(Stored data)
----

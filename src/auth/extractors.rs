use actix_web::dev::Payload;
use actix_web::{Error as ActixError, FromRequest, HttpMessage, HttpRequest};
use std::future::{ready, Ready};

use crate::auth::Claims;
use crate::error::{AppError, AppResult};
use crate::models::Role;

/// The caller, as established by `AuthMiddleware`.
///
/// Reads the `Claims` the middleware stored in the request extensions. If
/// they are missing (the route is not behind the middleware) extraction
/// fails with `AppError::Unauthorized`.
#[derive(Debug, Clone, Copy, PartialEq, Eq)]
pub struct AuthenticatedUser {
    pub id: i32,
    pub role: Role,
}

impl AuthenticatedUser {
    pub fn is_staff(&self) -> bool {
        self.role.is_staff()
    }

    /// Librarians and admins only.
    pub fn require_staff(&self) -> AppResult<()> {
        if self.is_staff() {
            Ok(())
        } else {
            Err(AppError::Forbidden("Librarian or admin role required".into()))
        }
    }

    pub fn require_admin(&self) -> AppResult<()> {
        if self.role == Role::Admin {
            Ok(())
        } else {
            Err(AppError::Forbidden("Admin role required".into()))
        }
    }

    /// The owner of a resource or any staff member.
    pub fn require_owner_or_staff(&self, owner_id: i32) -> AppResult<()> {
        if self.id == owner_id || self.is_staff() {
            Ok(())
        } else {
            Err(AppError::Forbidden("Not allowed to access this resource".into()))
        }
    }
}

impl FromRequest for AuthenticatedUser {
    type Error = ActixError;
    type Future = Ready<Result<Self, Self::Error>>;

    fn from_request(req: &HttpRequest, _payload: &mut Payload) -> Self::Future {
        match req.extensions().get::<Claims>() {
            Some(claims) => ready(Ok(AuthenticatedUser {
                id: claims.sub,
                role: claims.role,
            })),
            None => {
                let err = AppError::Unauthorized("Authentication required".to_string());
                ready(Err(err.into()))
            }
        }
    }
}
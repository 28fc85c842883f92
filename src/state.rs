use std::sync::Arc;

use crate::auth::AuthSettings;
use crate::services::CirculationPolicy;
use crate::store::{LibraryStore, TaskStore, UserStore};

/// Shared application state handed to every handler through `web::Data`.
#[derive(Clone)]
pub struct AppState {
    pub library: Arc<dyn LibraryStore>,
    pub users: Arc<dyn UserStore>,
    pub tasks: Arc<dyn TaskStore>,
    pub auth: AuthSettings,
    pub policy: CirculationPolicy,
}

impl AppState {
    /// Wires every store seam to the same backend.
    pub fn new<S>(store: Arc<S>, auth: AuthSettings, policy: CirculationPolicy) -> Self
    where
        S: LibraryStore + UserStore + TaskStore + 'static,
    {
        Self {
            library: store.clone(),
            users: store.clone(),
            tasks: store,
            auth,
            policy,
        }
    }
}
//! Business rules on top of the storage seams.
//!
//! Every function takes the current time as `now` so callers and tests
//! control the clock.

pub mod catalog;
pub mod circulation;
pub mod fines;
pub mod ledger;

pub use circulation::CirculationPolicy;
use crate::{
    auth::AuthenticatedUser,
    error::AppError,
    models::RoleUpdate,
    state::AppState,
};
use actix_web::{put, web, HttpResponse, Responder};
use log::info;

/// Changes a user's role. Admin only.
///
/// The new role is carried by tokens issued from the next login on.
#[put("/{id}/role")]
pub async fn update_role(
    state: web::Data<AppState>,
    user_id: web::Path<i32>,
    update: web::Json<RoleUpdate>,
    caller: AuthenticatedUser,
) -> Result<impl Responder, AppError> {
    caller.require_admin()?;
    let user_id = user_id.into_inner();

    let updated = state
        .users
        .set_role(user_id, update.role)
        .await?
        .ok_or_else(|| AppError::NotFound(format!("User {} not found", user_id)))?;

    info!("User {} set role of user {} to {:?}", caller.id, updated.id, updated.role);
    Ok(HttpResponse::Ok().json(updated))
}
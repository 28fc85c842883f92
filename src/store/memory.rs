//! In-process backend.
//!
//! The catalog and the ledger live behind one async mutex. A unit of work
//! holds that mutex from `begin` until it is committed or dropped and edits
//! a private copy of the state, so units of work are fully serialized and a
//! dropped one leaves nothing behind. Accounts and tasks have their own
//! locks; when both are needed the ledger lock is always taken first.

use async_trait::async_trait;
use chrono::{DateTime, Utc};
use std::collections::{BTreeMap, BTreeSet, HashMap};
use std::sync::Arc;
use tokio::sync::{Mutex, OwnedMutexGuard};
use uuid::Uuid;

use crate::error::{AppError, AppResult};
use crate::models::book::{check_copy_counts, compare_ignore_case};
use crate::models::{
    Book, BookSearch, Loan, LoanRow, LoanSearch, NewBook, NewLoan, NewUser, Page, ProfileUpdate,
    Role, Task, TaskQuery, User, UserCredentials,
};
use crate::store::{LibraryStore, TaskStore, UnitOfWork, UserStore};

#[derive(Debug, Default, Clone)]
struct Ledger {
    books: BTreeMap<i32, Book>,
    loans: BTreeMap<i32, Loan>,
    last_book_id: i32,
    last_loan_id: i32,
}

impl Ledger {
    fn rows(&self, accounts: &Accounts, loans: Vec<Loan>) -> Vec<LoanRow> {
        loans
            .into_iter()
            .map(|loan| {
                let (book_title, book_author) = self
                    .books
                    .get(&loan.book_id)
                    .map(|book| (book.title.clone(), book.author.clone()))
                    .unwrap_or_default();
                let borrower_name = accounts
                    .users
                    .get(&loan.borrower_id)
                    .map(|credentials| credentials.user.full_name.clone())
                    .unwrap_or_default();
                LoanRow {
                    loan,
                    borrower_name,
                    book_title,
                    book_author,
                }
            })
            .collect()
    }
}

#[derive(Debug, Default)]
struct Accounts {
    users: BTreeMap<i32, UserCredentials>,
    last_user_id: i32,
}

/// Storage backend that keeps everything in memory.
#[derive(Debug, Clone, Default)]
pub struct MemoryStore {
    ledger: Arc<Mutex<Ledger>>,
    accounts: Arc<Mutex<Accounts>>,
    tasks: Arc<Mutex<HashMap<Uuid, Task>>>,
}

impl MemoryStore {
    pub fn new() -> Self {
        Self::default()
    }
}

struct MemoryUnitOfWork {
    guard: OwnedMutexGuard<Ledger>,
    working: Ledger,
}

#[async_trait]
impl UnitOfWork for MemoryUnitOfWork {
    async fn book_for_update(&mut self, id: i32) -> AppResult<Option<Book>> {
        Ok(self.working.books.get(&id).cloned())
    }

    async fn isbn_in_use(&mut self, isbn: &str, except_id: Option<i32>) -> AppResult<bool> {
        Ok(self
            .working
            .books
            .values()
            .any(|book| book.isbn == isbn && Some(book.id) != except_id))
    }

    async fn insert_book(&mut self, book: NewBook) -> AppResult<Book> {
        if self.isbn_in_use(&book.isbn, None).await? {
            return Err(AppError::Conflict(format!("ISBN {} already exists", book.isbn)));
        }
        check_copy_counts(book.total_copies, book.available_copies)
            .map_err(|e| AppError::Conflict(e.to_string()))?;
        self.working.last_book_id += 1;
        let book = book.into_book(self.working.last_book_id);
        self.working.books.insert(book.id, book.clone());
        Ok(book)
    }

    async fn save_book(&mut self, book: &Book) -> AppResult<()> {
        if !self.working.books.contains_key(&book.id) {
            return Err(AppError::NotFound(format!("Book {} not found", book.id)));
        }
        if self.isbn_in_use(&book.isbn, Some(book.id)).await? {
            return Err(AppError::Conflict(format!("ISBN {} already exists", book.isbn)));
        }
        check_copy_counts(book.total_copies, book.available_copies)
            .map_err(|e| AppError::Conflict(e.to_string()))?;
        self.working.books.insert(book.id, book.clone());
        Ok(())
    }

    async fn has_active_loan(&mut self, borrower_id: i32, book_id: i32) -> AppResult<bool> {
        Ok(self.working.loans.values().any(|loan| {
            loan.is_active() && loan.borrower_id == borrower_id && loan.book_id == book_id
        }))
    }

    async fn active_loans_for_book(&mut self, book_id: i32) -> AppResult<i64> {
        Ok(self
            .working
            .loans
            .values()
            .filter(|loan| loan.is_active() && loan.book_id == book_id)
            .count() as i64)
    }

    async fn insert_loan(&mut self, loan: NewLoan) -> AppResult<Loan> {
        if !self.working.books.contains_key(&loan.book_id) {
            return Err(AppError::NotFound(format!("Book {} not found", loan.book_id)));
        }
        if self.has_active_loan(loan.borrower_id, loan.book_id).await? {
            return Err(AppError::Conflict(
                "An active loan already exists for this borrower and book".into(),
            ));
        }
        self.working.last_loan_id += 1;
        let loan = loan.into_loan(self.working.last_loan_id);
        self.working.loans.insert(loan.id, loan.clone());
        Ok(loan)
    }

    async fn loan_for_update(&mut self, id: i32) -> AppResult<Option<Loan>> {
        Ok(self.working.loans.get(&id).cloned())
    }

    async fn save_loan(&mut self, loan: &Loan) -> AppResult<()> {
        match self.working.loans.get_mut(&loan.id) {
            Some(stored) => {
                *stored = loan.clone();
                Ok(())
            }
            None => Err(AppError::NotFound(format!("Loan {} not found", loan.id))),
        }
    }

    async fn commit(self: Box<Self>) -> AppResult<()> {
        let MemoryUnitOfWork { mut guard, working } = *self;
        *guard = working;
        Ok(())
    }
}

#[async_trait]
impl LibraryStore for MemoryStore {
    async fn begin(&self) -> AppResult<Box<dyn UnitOfWork>> {
        let guard = self.ledger.clone().lock_owned().await;
        let working = guard.clone();
        Ok(Box::new(MemoryUnitOfWork { guard, working }))
    }

    async fn find_book(&self, id: i32) -> AppResult<Option<Book>> {
        Ok(self.ledger.lock().await.books.get(&id).cloned())
    }

    async fn search_books(&self, search: &BookSearch) -> AppResult<Page<Book>> {
        let ledger = self.ledger.lock().await;
        let mut books: Vec<Book> = ledger
            .books
            .values()
            .filter(|book| search.matches(book))
            .cloned()
            .collect();
        books.sort_by(|a, b| search.compare(a, b));
        Ok(Page::from_sorted(books, search.page_request()))
    }

    async fn available_books(&self) -> AppResult<Vec<Book>> {
        let ledger = self.ledger.lock().await;
        let mut books: Vec<Book> = ledger
            .books
            .values()
            .filter(|book| book.is_available())
            .cloned()
            .collect();
        books.sort_by(|a, b| compare_ignore_case(&a.title, &b.title).then(a.id.cmp(&b.id)));
        Ok(books)
    }

    async fn genres(&self) -> AppResult<Vec<String>> {
        let ledger = self.ledger.lock().await;
        let genres: BTreeSet<String> = ledger
            .books
            .values()
            .filter(|book| book.is_active())
            .filter_map(|book| book.genre.clone())
            .filter(|genre| !genre.is_empty())
            .collect();
        Ok(genres.into_iter().collect())
    }

    async fn find_loan(&self, id: i32) -> AppResult<Option<LoanRow>> {
        let ledger = self.ledger.lock().await;
        let Some(loan) = ledger.loans.get(&id).cloned() else {
            return Ok(None);
        };
        let accounts = self.accounts.lock().await;
        Ok(ledger.rows(&accounts, vec![loan]).pop())
    }

    async fn search_loans(
        &self,
        search: &LoanSearch,
        now: DateTime<Utc>,
    ) -> AppResult<Page<LoanRow>> {
        let ledger = self.ledger.lock().await;
        let mut loans: Vec<Loan> = ledger
            .loans
            .values()
            .filter(|loan| search.matches(loan, now))
            .cloned()
            .collect();
        loans.sort_by(|a, b| search.compare(a, b));
        let page = Page::from_sorted(loans, search.page_request());
        let accounts = self.accounts.lock().await;
        Ok(Page {
            items: ledger.rows(&accounts, page.items),
            total_count: page.total_count,
            page: page.page,
            page_size: page.page_size,
            total_pages: page.total_pages,
        })
    }

    async fn borrower_loans(&self, borrower_id: i32) -> AppResult<Vec<LoanRow>> {
        let ledger = self.ledger.lock().await;
        let mut loans: Vec<Loan> = ledger
            .loans
            .values()
            .filter(|loan| loan.borrower_id == borrower_id)
            .cloned()
            .collect();
        loans.sort_by(|a, b| b.borrow_date.cmp(&a.borrow_date).then(b.id.cmp(&a.id)));
        let accounts = self.accounts.lock().await;
        Ok(ledger.rows(&accounts, loans))
    }

    async fn overdue_loans(&self, now: DateTime<Utc>) -> AppResult<Vec<LoanRow>> {
        let ledger = self.ledger.lock().await;
        let mut loans: Vec<Loan> = ledger
            .loans
            .values()
            .filter(|loan| loan.is_overdue(now))
            .cloned()
            .collect();
        loans.sort_by(|a, b| a.due_date.cmp(&b.due_date).then(a.id.cmp(&b.id)));
        let accounts = self.accounts.lock().await;
        Ok(ledger.rows(&accounts, loans))
    }
}

#[async_trait]
impl UserStore for MemoryStore {
    async fn insert_user(&self, user: NewUser) -> AppResult<User> {
        let mut accounts = self.accounts.lock().await;
        let email_taken = accounts
            .users
            .values()
            .any(|existing| existing.user.email.eq_ignore_ascii_case(&user.email));
        if email_taken {
            return Err(AppError::BadRequest("Email already registered".into()));
        }
        accounts.last_user_id += 1;
        let created = User {
            id: accounts.last_user_id,
            username: user.username,
            full_name: user.full_name,
            email: user.email,
            role: user.role,
            created_at: Utc::now(),
        };
        accounts.users.insert(
            created.id,
            UserCredentials {
                user: created.clone(),
                password_hash: user.password_hash,
            },
        );
        Ok(created)
    }

    async fn find_credentials(&self, email: &str) -> AppResult<Option<UserCredentials>> {
        let accounts = self.accounts.lock().await;
        Ok(accounts
            .users
            .values()
            .find(|credentials| credentials.user.email.eq_ignore_ascii_case(email))
            .cloned())
    }

    async fn find_user(&self, id: i32) -> AppResult<Option<User>> {
        let accounts = self.accounts.lock().await;
        Ok(accounts.users.get(&id).map(|credentials| credentials.user.clone()))
    }

    async fn set_role(&self, id: i32, role: Role) -> AppResult<Option<User>> {
        let mut accounts = self.accounts.lock().await;
        Ok(accounts.users.get_mut(&id).map(|credentials| {
            credentials.user.role = role;
            credentials.user.clone()
        }))
    }

    async fn update_profile(&self, id: i32, update: &ProfileUpdate) -> AppResult<Option<User>> {
        let mut accounts = self.accounts.lock().await;
        Ok(accounts.users.get_mut(&id).map(|credentials| {
            if let Some(username) = &update.username {
                credentials.user.username = username.clone();
            }
            if let Some(full_name) = &update.full_name {
                credentials.user.full_name = full_name.clone();
            }
            credentials.user.clone()
        }))
    }
}

#[async_trait]
impl TaskStore for MemoryStore {
    async fn list_tasks(&self, user_id: i32, query: &TaskQuery) -> AppResult<Vec<Task>> {
        let tasks = self.tasks.lock().await;
        let sort = query.sort.unwrap_or_default();
        let mut found: Vec<Task> = tasks
            .values()
            .filter(|task| task.user_id == user_id && query.matches(task))
            .cloned()
            .collect();
        found.sort_by(|a, b| sort.compare(a, b));
        Ok(found)
    }

    async fn find_task(&self, user_id: i32, id: Uuid) -> AppResult<Option<Task>> {
        let tasks = self.tasks.lock().await;
        Ok(tasks.get(&id).filter(|task| task.user_id == user_id).cloned())
    }

    async fn insert_task(&self, task: &Task) -> AppResult<Task> {
        let mut tasks = self.tasks.lock().await;
        if tasks.contains_key(&task.id) {
            return Err(AppError::Conflict(format!("Task {} already exists", task.id)));
        }
        tasks.insert(task.id, task.clone());
        Ok(task.clone())
    }

    async fn update_task(&self, task: &Task) -> AppResult<Option<Task>> {
        let mut tasks = self.tasks.lock().await;
        match tasks.get_mut(&task.id) {
            Some(stored) if stored.user_id == task.user_id => {
                *stored = task.clone();
                Ok(Some(task.clone()))
            }
            _ => Ok(None),
        }
    }

    async fn delete_task(&self, user_id: i32, id: Uuid) -> AppResult<bool> {
        let mut tasks = self.tasks.lock().await;
        let owned = tasks.get(&id).is_some_and(|task| task.user_id == user_id);
        if owned {
            tasks.remove(&id);
        }
        Ok(owned)
    }
}
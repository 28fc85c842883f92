use crate::{
    auth::AuthenticatedUser,
    error::AppError,
    models::{BorrowRequest, LoanSearch, ReturnRequest},
    services::{circulation, ledger},
    state::AppState,
};
use actix_web::{get, post, web, HttpResponse, Responder};
use chrono::Utc;
use serde_json::json;

/// What members see when a borrow is refused.
const BORROW_REFUSED: &str = "Could not borrow this book";

/// Borrows a book for the caller.
///
/// ## Request Body:
/// - `book_id`: the book to borrow.
/// - `due_date` (optional): must be in the future; defaults to the configured loan period.
/// - `notes` (optional).
///
/// ## Responses:
/// - `201 Created`: the new loan with its details.
/// - `404 Not Found`: no such book.
/// - `409 Conflict`: no copy available, the caller already holds this book,
///   or a concurrent borrow won the race. Members get a generic message;
///   staff see the reason.
/// - `422 Unprocessable Entity`: due date not in the future.
#[post("/borrow")]
pub async fn borrow(
    state: web::Data<AppState>,
    borrow_data: web::Json<BorrowRequest>,
    user: AuthenticatedUser,
) -> Result<impl Responder, AppError> {
    let now = Utc::now();
    let loan = circulation::borrow_book(
        state.library.as_ref(),
        &state.policy,
        user.id,
        borrow_data.into_inner(),
        now,
    )
    .await
    .map_err(|e| {
        if user.is_staff() {
            e
        } else {
            e.with_public_message(BORROW_REFUSED)
        }
    })?;

    let details = ledger::get_loan(state.library.as_ref(), loan.id, now).await?;
    Ok(HttpResponse::Created().json(details))
}

/// Closes a loan. Librarian or admin.
///
/// `status` is one of `returned` (default), `lost` or `damaged`. The fine
/// is computed from the due date unless `fine_amount` overrides it.
#[post("/return")]
pub async fn return_loan(
    state: web::Data<AppState>,
    return_data: web::Json<ReturnRequest>,
    user: AuthenticatedUser,
) -> Result<impl Responder, AppError> {
    user.require_staff()?;
    let now = Utc::now();
    let loan = circulation::return_book(
        state.library.as_ref(),
        &state.policy,
        return_data.into_inner(),
        now,
    )
    .await?;

    let details = ledger::get_loan(state.library.as_ref(), loan.id, now).await?;
    Ok(HttpResponse::Ok().json(details))
}

/// Searches the whole ledger. Librarian or admin.
#[get("")]
pub async fn search_loans(
    state: web::Data<AppState>,
    query: web::Query<LoanSearch>,
    user: AuthenticatedUser,
) -> Result<impl Responder, AppError> {
    user.require_staff()?;
    let page = ledger::search_loans(state.library.as_ref(), &query, Utc::now()).await?;
    Ok(HttpResponse::Ok().json(page))
}

/// The caller's loans, newest first.
#[get("/mine")]
pub async fn my_loans(
    state: web::Data<AppState>,
    user: AuthenticatedUser,
) -> Result<impl Responder, AppError> {
    let loans = ledger::borrower_loans(state.library.as_ref(), user.id, Utc::now()).await?;
    Ok(HttpResponse::Ok().json(loans))
}

#[get("/overdue")]
pub async fn overdue_loans(
    state: web::Data<AppState>,
    user: AuthenticatedUser,
) -> Result<impl Responder, AppError> {
    user.require_staff()?;
    let loans = ledger::overdue_loans(state.library.as_ref(), Utc::now()).await?;
    Ok(HttpResponse::Ok().json(loans))
}

#[get("/{id}")]
pub async fn get_loan(
    state: web::Data<AppState>,
    loan_id: web::Path<i32>,
    user: AuthenticatedUser,
) -> Result<impl Responder, AppError> {
    let details = ledger::get_loan(state.library.as_ref(), loan_id.into_inner(), Utc::now()).await?;
    user.require_owner_or_staff(details.loan.borrower_id)?;
    Ok(HttpResponse::Ok().json(details))
}

/// Fine owed on a loan as of now.
#[get("/{id}/fine")]
pub async fn loan_fine(
    state: web::Data<AppState>,
    loan_id: web::Path<i32>,
    user: AuthenticatedUser,
) -> Result<impl Responder, AppError> {
    let loan_id = loan_id.into_inner();
    let now = Utc::now();
    let details = ledger::get_loan(state.library.as_ref(), loan_id, now).await?;
    user.require_owner_or_staff(details.loan.borrower_id)?;

    let fine = circulation::calculate_fine(state.library.as_ref(), &state.policy, loan_id, now).await?;
    Ok(HttpResponse::Ok().json(json!({
        "loan_id": loan_id,
        "fine_amount": fine,
        "days_overdue": details.days_overdue,
        "calculated_at": now,
    })))
}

----

> [EXERCISE] Copy down every line of the entries containing the word "struct".

> [EXERCISE RESULT]
pub struct AuthenticatedUser {
pub struct AppState {
struct Ledger {
struct Accounts {
pub struct MemoryStore {
struct MemoryUnitOfWork {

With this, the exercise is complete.